Many years ago, I began having casual conversations about reasoning with two young philosophers, Stephen Stich and Alvin Goldman. The conversation turned serious when we began to realize that we were interested in many of the same questions concerning epistemology. Epistemology is the study of what counts as knowledge, how we can best obtain knowledge, and what can be known with certainty. The three of us and a psychology graduate student named Tim Wilson started a long-running seminar.
The philosophers were quite taken with the idea that there was a science purporting to address empirically some of the philosophical questions about knowledge that had been around for twenty-six hundred years. They were intrigued to find that psychologists had begun to study reasoning tools of the kind reported in this book, such as schemas and heuristics, and to show the relevance of tools of scientific discovery to understanding of everyday life. Moreover, they saw that psychologists really did have ways of scientifically investigating some of these questions. They also saw that the philosophical literature had much to offer the scientific approach to reasoning, both with respect to guidance about the important questions to ask and what can be regarded as knowledge.

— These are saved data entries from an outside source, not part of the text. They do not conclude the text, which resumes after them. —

//! The host view layer.
//!
//! Renders whatever the navigation guard permitted. Views only read; every
//! backend call they make flows through the core pipeline, so an expired
//! session surfaces here as a normal error after the automatic recovery.

use anyhow::{Context, Result};
use comfy_table::{ContentArrangement, Table};
use mqdash_core::nav::Location;
use mqdash_core::routes::ViewId;

use crate::cli::App;

/// Builds a table with the shared look used across views.
pub fn table(header: &[&str]) -> Table {
    let mut table = Table::new();
    table.set_content_arrangement(ContentArrangement::Dynamic);
    table.set_header(header.to_vec());
    table
}

/// Renders the view at a resolved location.
pub async fn render(app: &App, location: &Location) -> Result<()> {
    match location.view {
        ViewId::Login => {
            println!("Not logged in. Run `mqdash login --username <user>` to sign in.");
            Ok(())
        }
        ViewId::Dashboard => dashboard(app).await,
        ViewId::DeviceList => device_list(app).await,
        ViewId::DeviceDetail => device_detail(app, location).await,
        ViewId::DeviceNew => {
            println!("Register devices with `mqdash devices add <name> --type <type>`.");
            Ok(())
        }
        ViewId::DeviceEdit => device_edit(app, location).await,
        ViewId::RealTimeData => realtime(app).await,
        ViewId::MqttConfig => mqtt_configs(app).await,
        ViewId::TopicConfig => topic_configs(app).await,
        ViewId::SubscribeOptions => subscribe_options(app).await,
    }
}

fn param_id(location: &Location) -> Result<u32> {
    let raw = location
        .params
        .get("id")
        .context("route is missing its id param")?;
    raw.parse()
        .with_context(|| format!("device id must be numeric, got '{raw}'"))
}

async fn dashboard(app: &App) -> Result<()> {
    let devices = app.client.list_devices().await?;
    let online = devices.iter().filter(|d| d.status == "online").count();

    println!("== {} ==", ViewId::Dashboard.title());
    println!("Devices: {} total, {} online", devices.len(), online);

    match app.client.active_topic_config().await? {
        Some(active) => println!("Active topic config: {}", active.name),
        None => println!("Active topic config: none"),
    }

    let brokers = app.client.list_mqtt_configs().await?;
    match brokers.iter().find(|b| b.is_active) {
        Some(active) => println!("Active broker: {} ({}:{})", active.name, active.server, active.port),
        None => println!("Active broker: none"),
    }
    Ok(())
}

async fn device_list(app: &App) -> Result<()> {
    let devices = app.client.list_devices().await?;
    if devices.is_empty() {
        println!("No devices registered");
        return Ok(());
    }

    let mut table = table(&["ID", "Name", "Type", "Status", "Location"]);
    for device in &devices {
        table.add_row(vec![
            device.id.to_string(),
            device.name.clone(),
            device.device_type.clone(),
            device.status.clone(),
            device.location.clone().unwrap_or_default(),
        ]);
    }
    println!("{table}");
    Ok(())
}

async fn device_detail(app: &App, location: &Location) -> Result<()> {
    let id = param_id(location)?;
    let device = app.client.get_device(id).await?;

    println!("== {} ==", device.name);
    println!("Type:     {}", device.device_type);
    println!("Status:   {}", device.status);
    if let Some(location) = &device.location {
        println!("Location: {location}");
    }

    let sensors = app.client.device_sensors(id).await?;
    if sensors.is_empty() {
        println!("No readings yet");
        return Ok(());
    }

    let mut table = table(&["Sensor", "Value", "Unit", "Alert", "Updated"]);
    for sensor in &sensors {
        table.add_row(vec![
            sensor.kind.clone(),
            format!("{:.2}", sensor.value),
            sensor.unit.clone().unwrap_or_default(),
            if sensor.is_alerting() { "!" } else { "" }.to_string(),
            sensor.timestamp.clone(),
        ]);
    }
    println!("{table}");
    Ok(())
}

async fn device_edit(app: &App, location: &Location) -> Result<()> {
    let id = param_id(location)?;
    let device = app.client.get_device(id).await?;
    println!(
        "Editing {} (id {}): pass new values to the backend with the API, e.g.\n  mqdash devices rm {} && mqdash devices add <name> --type <type>",
        device.name, device.id, device.id
    );
    Ok(())
}

async fn realtime(app: &App) -> Result<()> {
    let sensors = app.client.list_sensors().await?;

    println!(
        "== {} == (as of {})",
        ViewId::RealTimeData.title(),
        chrono::Local::now().format("%H:%M:%S")
    );
    if sensors.is_empty() {
        println!("No sensor data");
        return Ok(());
    }

    let mut table = table(&["Device", "Sensor", "Value", "Unit", "Alert", "Time"]);
    for sensor in &sensors {
        table.add_row(vec![
            sensor.device_id.to_string(),
            sensor.kind.clone(),
            format!("{:.2}", sensor.value),
            sensor.unit.clone().unwrap_or_default(),
            if sensor.is_alerting() { "!" } else { "" }.to_string(),
            sensor.timestamp.clone(),
        ]);
    }
    println!("{table}");
    Ok(())
}

async fn mqtt_configs(app: &App) -> Result<()> {
    let configs = app.client.list_mqtt_configs().await?;
    if configs.is_empty() {
        println!("No broker configs");
        return Ok(());
    }

    let mut table = table(&["ID", "Name", "Server", "Port", "User", "Active"]);
    for config in &configs {
        table.add_row(vec![
            config.id.to_string(),
            config.name.clone(),
            config.server.clone(),
            config.port.to_string(),
            config.username.clone(),
            if config.is_active { "*" } else { "" }.to_string(),
        ]);
    }
    // Passwords are never rendered.
    println!("{table}");
    Ok(())
}

async fn topic_configs(app: &App) -> Result<()> {
    let configs = app.client.list_topic_configs().await?;
    if configs.is_empty() {
        println!("No topic configs");
        return Ok(());
    }

    let mut table = table(&["ID", "Name", "Subscribe", "Publish", "Active"]);
    for config in &configs {
        table.add_row(vec![
            config.id.to_string(),
            config.name.clone(),
            config.subscribe_topics.join(", "),
            config.publish_topic.clone(),
            if config.is_active { "*" } else { "" }.to_string(),
        ]);
    }
    println!("{table}");
    Ok(())
}

async fn subscribe_options(app: &App) -> Result<()> {
    match app.client.active_topic_config().await? {
        Some(active) => {
            println!("== {} == ({})", ViewId::SubscribeOptions.title(), active.name);
            for topic in &active.subscribe_topics {
                println!("  {topic}");
            }
        }
        None => println!("No active topic config"),
    }
    Ok(())
}
//! Login and logout calls.
//!
//! Login is the one call that legitimately goes out unauthenticated; on
//! success the issued token is persisted and every later call picks it up.

use anyhow::{Context, Result};
use serde::{Deserialize, Serialize};

use super::{Ack, ApiClient};

#[derive(Debug, Serialize)]
struct LoginRequest<'a> {
    username: &'a str,
    password: &'a str,
}

#[derive(Debug, Deserialize)]
struct LoginResponse {
    token: String,
}

impl ApiClient {
    /// Authenticates against the backend and stores the issued token.
    ///
    /// # Errors
    /// Returns an error if the backend rejects the credentials or the
    /// token cannot be persisted.
    pub async fn login(&self, username: &str, password: &str) -> Result<()> {
        let response: LoginResponse = self
            .post_json("/api/auth/login", &LoginRequest { username, password })
            .await
            .context("Login failed")?;

        self.session()
            .set(&response.token)
            .context("Failed to store session token")?;
        tracing::debug!("logged in as {username}");
        Ok(())
    }

    /// Ends the session: best-effort server-side invalidation, then local
    /// teardown.
    ///
    /// The local state is cleared even when the backend is unreachable; a
    /// failing backend must never keep the client logged in.
    pub async fn logout(&self) -> Result<()> {
        if self.session().is_authenticated() {
            if let Err(e) = self.post_empty::<Ack>("/api/auth/logout").await {
                tracing::debug!("server-side logout failed: {e:#}");
            }
        }

        self.session().clear().context("Failed to clear session")?;
        self.nav().force_login();
        Ok(())
    }
}
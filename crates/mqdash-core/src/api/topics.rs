//! Topic configuration endpoints.

use anyhow::Result;
use serde::{Deserialize, Serialize};

use super::{Ack, ApiClient};

/// A stored topic configuration: what the backend subscribes to and where
/// it publishes.
#[derive(Debug, Clone, Serialize, Deserialize)]
pub struct TopicConfig {
    pub id: u32,
    pub name: String,
    pub subscribe_topics: Vec<String>,
    pub publish_topic: String,
    pub is_active: bool,
    pub mqtt_config_id: Option<u32>,
}

#[derive(Debug, Clone, Serialize)]
pub struct TopicConfigCreate {
    pub name: String,
    pub subscribe_topics: Vec<String>,
    pub publish_topic: String,
    #[serde(skip_serializing_if = "Option::is_none")]
    pub mqtt_config_id: Option<u32>,
}

#[derive(Debug, Clone, Default, Serialize)]
pub struct TopicConfigUpdate {
    #[serde(skip_serializing_if = "Option::is_none")]
    pub name: Option<String>,
    #[serde(skip_serializing_if = "Option::is_none")]
    pub subscribe_topics: Option<Vec<String>>,
    #[serde(skip_serializing_if = "Option::is_none")]
    pub publish_topic: Option<String>,
    #[serde(skip_serializing_if = "Option::is_none")]
    pub mqtt_config_id: Option<u32>,
}

impl ApiClient {
    pub async fn list_topic_configs(&self) -> Result<Vec<TopicConfig>> {
        self.get_json("/api/topic-configs").await
    }

    pub async fn get_topic_config(&self, id: u32) -> Result<TopicConfig> {
        self.get_json(&format!("/api/topic-configs/{id}")).await
    }

    /// The currently active config, if any.
    pub async fn active_topic_config(&self) -> Result<Option<TopicConfig>> {
        self.get_json("/api/topic-configs/active").await
    }

    pub async fn create_topic_config(&self, config: &TopicConfigCreate) -> Result<TopicConfig> {
        self.post_json("/api/topic-configs", config).await
    }

    pub async fn update_topic_config(
        &self,
        id: u32,
        update: &TopicConfigUpdate,
    ) -> Result<TopicConfig> {
        self.put_json(&format!("/api/topic-configs/{id}"), update).await
    }

    pub async fn delete_topic_config(&self, id: u32) -> Result<Ack> {
        self.delete_json(&format!("/api/topic-configs/{id}")).await
    }

    /// Makes one config active; the backend deactivates the others.
    pub async fn activate_topic_config(&self, id: u32) -> Result<Ack> {
        self.post_empty(&format!("/api/topic-configs/{id}/activate")).await
    }
}
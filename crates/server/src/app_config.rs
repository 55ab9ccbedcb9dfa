//! Application configuration builders.
//!
//! Constructs the generation client and shared state from `Config`.

use std::sync::Arc;

use tracing::{info, warn};

use pdfquiz_llm::QuizGenerator;

use crate::state::{AppState, SessionStore};

/// Load configuration from `.env` and environment variables.
pub fn load_config() -> pdfquiz_core::Config {
    pdfquiz_core::config::load_dotenv();
    pdfquiz_core::Config::from_env()
}

/// Build the quiz generator, or `None` if the provider is not configured.
pub fn build_generator(config: &pdfquiz_core::Config) -> Option<QuizGenerator> {
    match QuizGenerator::from_config(&config.llm) {
        Ok(generator) => {
            info!(
                "Quiz generator ready (provider: {}, model: {})",
                config.llm.provider,
                generator.model()
            );
            Some(generator)
        }
        Err(e) => {
            warn!("Quiz generator not available: {} — upload and quiz generation will be disabled", e);
            None
        }
    }
}

pub fn build_app_state(config: pdfquiz_core::Config) -> Arc<AppState> {
    let generator = build_generator(&config);
    Arc::new(AppState {
        config,
        generator,
        sessions: SessionStore::new(),
    })
}
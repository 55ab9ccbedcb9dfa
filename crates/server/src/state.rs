use std::collections::HashMap;
use std::sync::Arc;
use std::time::{Duration, Instant};

use tokio::sync::{Mutex, RwLock};
use tracing::{debug, info};
use uuid::Uuid;

use pdfquiz_core::Session;
use pdfquiz_llm::QuizGenerator;

/// A session behind its own lock: actions on one session run one at a time.
pub type SharedSession = Arc<Mutex<Session>>;

pub struct AppState {
    pub config: pdfquiz_core::Config,
    /// `None` when no API key is configured; generation endpoints answer 503.
    pub generator: Option<QuizGenerator>,
    pub sessions: SessionStore,
}

struct StoredSession {
    session: SharedSession,
    last_seen: Instant,
}

/// In-memory session registry. Nothing survives a restart; idle sessions are
/// dropped by [`run_session_sweeper`].
#[derive(Default)]
pub struct SessionStore {
    sessions: RwLock<HashMap<Uuid, StoredSession>>,
}

impl SessionStore {
    pub fn new() -> Self {
        Self::default()
    }

    pub async fn create(&self) -> (Uuid, SharedSession) {
        let session = Session::new();
        let id = session.id;
        let shared = Arc::new(Mutex::new(session));
        self.sessions.write().await.insert(
            id,
            StoredSession {
                session: shared.clone(),
                last_seen: Instant::now(),
            },
        );
        (id, shared)
    }

    /// Look up a session and mark it as used.
    pub async fn get(&self, id: &Uuid) -> Option<SharedSession> {
        let mut sessions = self.sessions.write().await;
        let stored = sessions.get_mut(id)?;
        stored.last_seen = Instant::now();
        Some(stored.session.clone())
    }

    /// Drop sessions unused for at least `max_idle`. Sessions with an action
    /// in flight are kept. Returns the number removed.
    pub async fn evict_idle(&self, max_idle: Duration) -> usize {
        let mut sessions = self.sessions.write().await;
        let before = sessions.len();
        sessions.retain(|_, stored| {
            stored.last_seen.elapsed() < max_idle || stored.session.try_lock().is_err()
        });
        before - sessions.len()
    }

    pub async fn len(&self) -> usize {
        self.sessions.read().await.len()
    }
}

/// Periodically evict idle sessions. Runs until the runtime shuts down.
pub async fn run_session_sweeper(state: Arc<AppState>, max_idle: Duration) {
    let tick = max_idle.min(Duration::from_secs(SWEEP_INTERVAL_SECS));
    let mut interval = tokio::time::interval(tick);

    loop {
        interval.tick().await;
        let removed = state.sessions.evict_idle(max_idle).await;
        if removed > 0 {
            info!(
                "Evicted {} idle session(s), {} remaining",
                removed,
                state.sessions.len().await
            );
        } else {
            debug!("Session sweep: nothing idle");
        }
    }
}

const SWEEP_INTERVAL_SECS: u64 = 60;
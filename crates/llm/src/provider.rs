use async_trait::async_trait;
use serde::{Deserialize, Serialize};

/// A chat message for the LLM.
#[derive(Debug, Clone, Serialize, Deserialize)]
pub struct Message {
    pub role: Role,
    pub content: String,
}

impl Message {
    pub fn user(content: impl Into<String>) -> Self {
        Self {
            role: Role::User,
            content: content.into(),
        }
    }
}

#[derive(Debug, Clone, Copy, PartialEq, Eq, Serialize, Deserialize)]
#[serde(rename_all = "lowercase")]
pub enum Role {
    System,
    User,
    Assistant,
}

/// Sampling knobs. `None` leaves the service default in place.
#[derive(Debug, Clone, Copy, Default, PartialEq)]
pub struct GenerationOptions {
    pub temperature: Option<f32>,
    pub max_tokens: Option<u32>,
}

/// Trait for LLM providers — each backend implements this.
#[async_trait]
pub trait LlmProvider: Send + Sync {
    /// Send a completion request and return the model's text unmodified.
    async fn complete(
        &self,
        messages: Vec<Message>,
        options: &GenerationOptions,
    ) -> Result<String, LlmError>;

    /// Model identifier, for logs.
    fn model(&self) -> &str;
}

#[derive(Debug, thiserror::Error)]
pub enum LlmError {
    #[error("HTTP request failed: {0}")]
    HttpError(#[from] reqwest::Error),
    #[error("API error: {status} — {body}")]
    ApiError { status: u16, body: String },
    #[error("failed to parse response: {0}")]
    ParseError(String),
    #[error("provider not configured: {0}")]
    NotConfigured(String),
}
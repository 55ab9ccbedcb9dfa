//! Session flow: the five user actions applied to one session.
//!
//! Each action either succeeds and updates the session, or fails, leaves the
//! quiz state untouched and records the error message on the session so the
//! page can show it.

use tracing::info;

use pdfquiz_core::{Difficulty, QuizExport, Session, SessionError};
use pdfquiz_ingest::ExtractionError;
use pdfquiz_llm::{LlmError, QuizGenerator};

#[derive(Debug, thiserror::Error)]
pub enum FlowError {
    #[error("Text extraction failed: {0}")]
    Extraction(#[from] ExtractionError),
    #[error("Generation failed: {0}")]
    Generation(#[from] LlmError),
    #[error(transparent)]
    Session(#[from] SessionError),
}

#[derive(Debug, Clone, Copy, PartialEq, Eq)]
pub enum UploadOutcome {
    Processed { pages: usize, chars: usize },
    /// The session already holds a processed document; nothing was re-run.
    AlreadyProcessed,
}

fn record_failure(session: &mut Session, err: FlowError) -> FlowError {
    tracing::warn!("Session {} action failed: {}", session.id, err);
    session.record_error(err.to_string());
    err
}

/// Extract text from the upload and summarize it, once per session.
///
/// The generator is only needed when the session has not been processed yet.
pub async fn upload(
    session: &mut Session,
    generator: Option<&QuizGenerator>,
    file_name: &str,
    bytes: &[u8],
) -> Result<UploadOutcome, FlowError> {
    if !session.needs_processing() {
        info!(
            "Session {} already processed '{}' — skipping '{}'",
            session.id,
            session.file_name().unwrap_or("?"),
            file_name
        );
        return Ok(UploadOutcome::AlreadyProcessed);
    }

    let Some(generator) = generator else {
        let err = LlmError::NotConfigured("GEMINI_API_KEY not set".into());
        return Err(record_failure(session, err.into()));
    };

    let doc = match pdfquiz_ingest::extract_text(bytes, file_name) {
        Ok(doc) => doc,
        Err(e) => return Err(record_failure(session, e.into())),
    };
    let text = doc.full_text();
    info!(
        "Extracted '{}': {} pages, {} chars",
        file_name,
        doc.page_count(),
        text.len()
    );

    let summary = match generator.summarize(&text).await {
        Ok(summary) => summary,
        Err(e) => return Err(record_failure(session, e.into())),
    };

    let outcome = UploadOutcome::Processed {
        pages: doc.page_count(),
        chars: text.chars().count(),
    };
    session.record_upload(file_name, text, summary);
    Ok(outcome)
}

/// Generate a fresh quiz set, replacing any existing one.
pub async fn generate_quizzes(
    session: &mut Session,
    generator: &QuizGenerator,
    count: u32,
    difficulty: Difficulty,
) -> Result<(), FlowError> {
    let text = match session.require_document() {
        Ok(text) => text.to_string(),
        Err(e) => return Err(record_failure(session, e.into())),
    };

    match generator.generate_quizzes(&text, count, &difficulty).await {
        Ok(generated) => {
            session.replace_quizzes(generated, difficulty);
            Ok(())
        }
        Err(e) => Err(record_failure(session, e.into())),
    }
}

/// Generate another batch with the last-used difficulty and append it.
pub async fn add_more_quizzes(
    session: &mut Session,
    generator: &QuizGenerator,
    count: u32,
) -> Result<Difficulty, FlowError> {
    let prepared = session
        .require_document()
        .map(str::to_string)
        .and_then(|text| session.add_more_difficulty().map(|d| (text, d)));
    let (text, difficulty) = match prepared {
        Ok(v) => v,
        Err(e) => return Err(record_failure(session, e.into())),
    };

    let generated = match generator.generate_quizzes(&text, count, &difficulty).await {
        Ok(generated) => generated,
        Err(e) => return Err(record_failure(session, e.into())),
    };

    if let Err(e) = session.append_quizzes(&generated) {
        return Err(record_failure(session, e.into()));
    }
    Ok(difficulty)
}

pub fn download(session: &Session) -> QuizExport {
    session.export()
}

pub fn reset(session: &mut Session) {
    info!("Session {} reset", session.id);
    session.reset();
}
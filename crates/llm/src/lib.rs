pub mod generator;
pub mod prompt;
pub mod provider;
pub mod providers;

pub use generator::QuizGenerator;
pub use provider::{GenerationOptions, LlmError, LlmProvider, Message, Role};
//! CLI argument parsing and subcommand dispatch.

use std::path::Path;

use pdfquiz_core::quiz::{validate_quiz_count, DEFAULT_QUIZ_COUNT};
use pdfquiz_core::{Difficulty, Session};

use crate::app_config;
use crate::flow::{self, UploadOutcome};

/// Parse CLI arguments and dispatch to the appropriate subcommand.
///
/// Returns `Ok(true)` if a subcommand was handled, `Ok(false)` if `serve`
/// should be started (handled by the caller).
pub async fn dispatch(config: &pdfquiz_core::Config, args: &[String]) -> anyhow::Result<bool> {
    match args.get(1).map(|s| s.as_str()) {
        Some("extract") => {
            let Some(path) = args.get(2) else {
                anyhow::bail!("Usage: pdfquiz extract <path>");
            };
            extract(Path::new(path))?;
            Ok(true)
        }
        Some("quiz") => {
            let Some(path) = args.get(2) else {
                anyhow::bail!("Usage: pdfquiz quiz <path> [count] [difficulty]");
            };
            let count = match args.get(3) {
                Some(raw) => validate_quiz_count(raw.parse()?)?,
                None => DEFAULT_QUIZ_COUNT,
            };
            let difficulty = args
                .get(4)
                .map(|s| Difficulty::from(s.as_str()))
                .unwrap_or_default();
            quiz(config, Path::new(path), count, difficulty).await?;
            Ok(true)
        }
        Some("serve") | None => Ok(false),
        _ => {
            print_usage();
            Ok(true)
        }
    }
}

fn read_file(path: &Path) -> anyhow::Result<(String, Vec<u8>)> {
    let bytes = std::fs::read(path)?;
    let file_name = path
        .file_name()
        .and_then(|n| n.to_str())
        .unwrap_or("upload")
        .to_string();
    Ok((file_name, bytes))
}

fn extract(path: &Path) -> anyhow::Result<()> {
    let (file_name, bytes) = read_file(path)?;
    let doc = pdfquiz_ingest::extract_text(&bytes, &file_name)?;
    eprintln!(
        "{} ({}): {} pages, {} chars",
        doc.filename,
        doc.file_type,
        doc.page_count(),
        doc.total_chars()
    );
    print!("{}", doc.full_text());
    Ok(())
}

/// One-shot run of upload + generate against the configured model.
async fn quiz(
    config: &pdfquiz_core::Config,
    path: &Path,
    count: u32,
    difficulty: Difficulty,
) -> anyhow::Result<()> {
    let Some(generator) = app_config::build_generator(config) else {
        anyhow::bail!("Quiz generation is not configured. Set GEMINI_API_KEY.");
    };
    let (file_name, bytes) = read_file(path)?;

    let mut session = Session::new();
    if let UploadOutcome::Processed { pages, chars } =
        flow::upload(&mut session, Some(&generator), &file_name, &bytes).await?
    {
        eprintln!("{file_name}: {pages} pages, {chars} chars");
    }
    println!("## Summary\n\n{}\n", session.summary());

    flow::generate_quizzes(&mut session, &generator, count, difficulty).await?;
    println!("## Quizzes\n\n{}", session.quizzes());
    Ok(())
}

fn print_usage() {
    println!("pdfquiz v{}", env!("CARGO_PKG_VERSION"));
    println!("Usage: pdfquiz <command>");
    println!("  serve                                Start HTTP server (default)");
    println!("  extract <path>                       Print the text extracted from a PDF or .txt file");
    println!("  quiz <path> [count] [difficulty]     Summarize a file and generate quizzes once");
    println!("                                       count: 10|15|20|25, difficulty: Easy|Normal|Advanced");
}
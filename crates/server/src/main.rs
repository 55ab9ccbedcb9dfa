mod api;
mod app_config;
mod cli;
mod flow;
mod router;
mod state;
#[cfg(test)]
mod test_support;

use std::time::Duration;

use tracing::info;
use tracing_subscriber::EnvFilter;

async fn serve(config: pdfquiz_core::Config) -> anyhow::Result<()> {
    let addr = format!("{}:{}", config.server.host, config.server.port);
    let idle_secs = config.server.session_idle_secs;
    let app_state = app_config::build_app_state(config);

    if idle_secs > 0 {
        tokio::spawn(state::run_session_sweeper(
            app_state.clone(),
            Duration::from_secs(idle_secs),
        ));
        info!("Idle sessions expire after {}s", idle_secs);
    }

    let app = router::build_router(app_state);

    let listener = tokio::net::TcpListener::bind(&addr).await?;
    info!("Listening on http://{}", addr);
    info!("API docs at http://{}/docs", addr);

    axum::serve(listener, app)
        .with_graceful_shutdown(shutdown_signal())
        .await?;

    info!("Server stopped");
    Ok(())
}

async fn shutdown_signal() {
    if let Err(e) = tokio::signal::ctrl_c().await {
        tracing::error!("Failed to listen for shutdown signal: {}", e);
        std::future::pending::<()>().await;
    }
    info!("Shutdown signal received");
}

#[tokio::main]
async fn main() -> anyhow::Result<()> {
    tracing_subscriber::fmt()
        .with_env_filter(
            EnvFilter::try_from_default_env().unwrap_or_else(|_| EnvFilter::new("info")),
        )
        .with_target(false)
        .with_level(true)
        .init();

    let config = app_config::load_config();
    config.log_summary();

    let args: Vec<String> = std::env::args().collect();
    if cli::dispatch(&config, &args).await? {
        return Ok(());
    }

    serve(config).await
}
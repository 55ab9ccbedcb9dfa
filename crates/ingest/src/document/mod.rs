mod pdf;
mod txt;

use thiserror::Error;

#[derive(Debug, Error)]
pub enum ExtractionError {
    #[error("Unsupported file type: {0}")]
    UnsupportedType(String),
    #[error("PDF extraction failed: {0}")]
    PdfError(String),
    #[error("Document '{0}' contains no extractable text")]
    NoText(String),
}

/// A page of extracted text.
#[derive(Debug, Clone, PartialEq, Eq)]
pub struct PageContent {
    /// 1-based page number. Plain text files count form-feed separated pages.
    pub page_number: usize,
    /// The extracted text content.
    pub text: String,
}

/// Result of extracting text from a document.
#[derive(Debug, Clone)]
pub struct ExtractedDocument {
    /// Original filename.
    pub filename: String,
    /// File type: "pdf", "txt"
    pub file_type: String,
    /// Extracted pages in document order.
    pub pages: Vec<PageContent>,
}

impl ExtractedDocument {
    /// Every page's text followed by a newline, in page order.
    pub fn full_text(&self) -> String {
        let mut text = String::with_capacity(self.total_chars() + self.pages.len());
        for page in &self.pages {
            text.push_str(&page.text);
            text.push('\n');
        }
        text
    }

    /// Total character count across all pages.
    pub fn total_chars(&self) -> usize {
        self.pages.iter().map(|p| p.text.len()).sum()
    }

    pub fn page_count(&self) -> usize {
        self.pages.len()
    }

    pub fn has_text(&self) -> bool {
        self.pages.iter().any(|p| !p.text.trim().is_empty())
    }
}

/// Extract text from file bytes based on file type.
pub fn extract_text(bytes: &[u8], filename: &str) -> Result<ExtractedDocument, ExtractionError> {
    let ext = filename.rsplit('.').next().unwrap_or("").to_lowercase();
    let file_type = ext.as_str();

    let pages = match file_type {
        "pdf" => pdf::extract_pdf(bytes)?,
        "txt" | "text" => txt::extract_txt(bytes)?,
        other => return Err(ExtractionError::UnsupportedType(other.to_string())),
    };

    let doc = ExtractedDocument {
        filename: filename.to_string(),
        file_type: file_type.to_string(),
        pages,
    };

    if !doc.has_text() {
        return Err(ExtractionError::NoText(filename.to_string()));
    }

    tracing::debug!(
        "Extracted '{}' (type={}): {} pages, {} chars",
        doc.filename,
        doc.file_type,
        doc.page_count(),
        doc.total_chars(),
    );

    Ok(doc)
}
//! Health and option endpoints.

use std::sync::Arc;

use axum::extract::State;
use axum::Json;
use serde::Serialize;

use pdfquiz_core::quiz::{DEFAULT_QUIZ_COUNT, EXPORT_FILE_NAME, QUIZ_COUNT_CHOICES};
use pdfquiz_core::Difficulty;

use crate::state::AppState;

#[derive(Serialize, utoipa::ToSchema)]
pub struct HealthResponse {
    pub status: String,
    pub version: String,
    pub generation_configured: bool,
    pub sessions: usize,
    #[schema(value_type = Object)]
    pub config: serde_json::Value,
}

/// Server liveness and configuration
#[utoipa::path(
    get,
    path = "/health",
    tag = "Health",
    responses((status = 200, description = "Server is up", body = HealthResponse))
)]
pub async fn health(State(state): State<Arc<AppState>>) -> Json<HealthResponse> {
    Json(HealthResponse {
        status: "ok".to_string(),
        version: env!("CARGO_PKG_VERSION").to_string(),
        generation_configured: state.generator.is_some(),
        sessions: state.sessions.len().await,
        config: state.config.redacted_summary(),
    })
}

#[derive(Serialize, utoipa::ToSchema)]
pub struct OptionsResponse {
    pub counts: Vec<u32>,
    pub default_count: u32,
    pub difficulties: Vec<String>,
    pub default_difficulty: String,
    pub export_file_name: String,
}

/// Choices offered by the quiz tab
#[utoipa::path(
    get,
    path = "/api/options",
    tag = "Health",
    responses((status = 200, description = "Quiz count and difficulty choices", body = OptionsResponse))
)]
pub async fn options() -> Json<OptionsResponse> {
    Json(OptionsResponse {
        counts: QUIZ_COUNT_CHOICES.to_vec(),
        default_count: DEFAULT_QUIZ_COUNT,
        difficulties: Difficulty::SUPPORTED
            .iter()
            .map(|d| d.label().to_string())
            .collect(),
        default_difficulty: Difficulty::default().label().to_string(),
        export_file_name: EXPORT_FILE_NAME.to_string(),
    })
}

Goldman gave the name “epistemics” to the new discipline that fuses theory of knowledge, cognitive psychology, and philosophy of science (which is concerned with appraisal of the methods and conclusions of scientists). Stich began a movement called X φ. The X stands for “experimental”; the Greek symbol phi stands for “philosophy.” Stich and his many students have continued to do work that is both excellent psychology and important philosophy. I hasten to say that none of us was as original as we initially thought. It turned out that many philosophers and psychologists were thinking along similar lines. But I think we did help to crystallize some important ideas that were floating around in the zeitgeist.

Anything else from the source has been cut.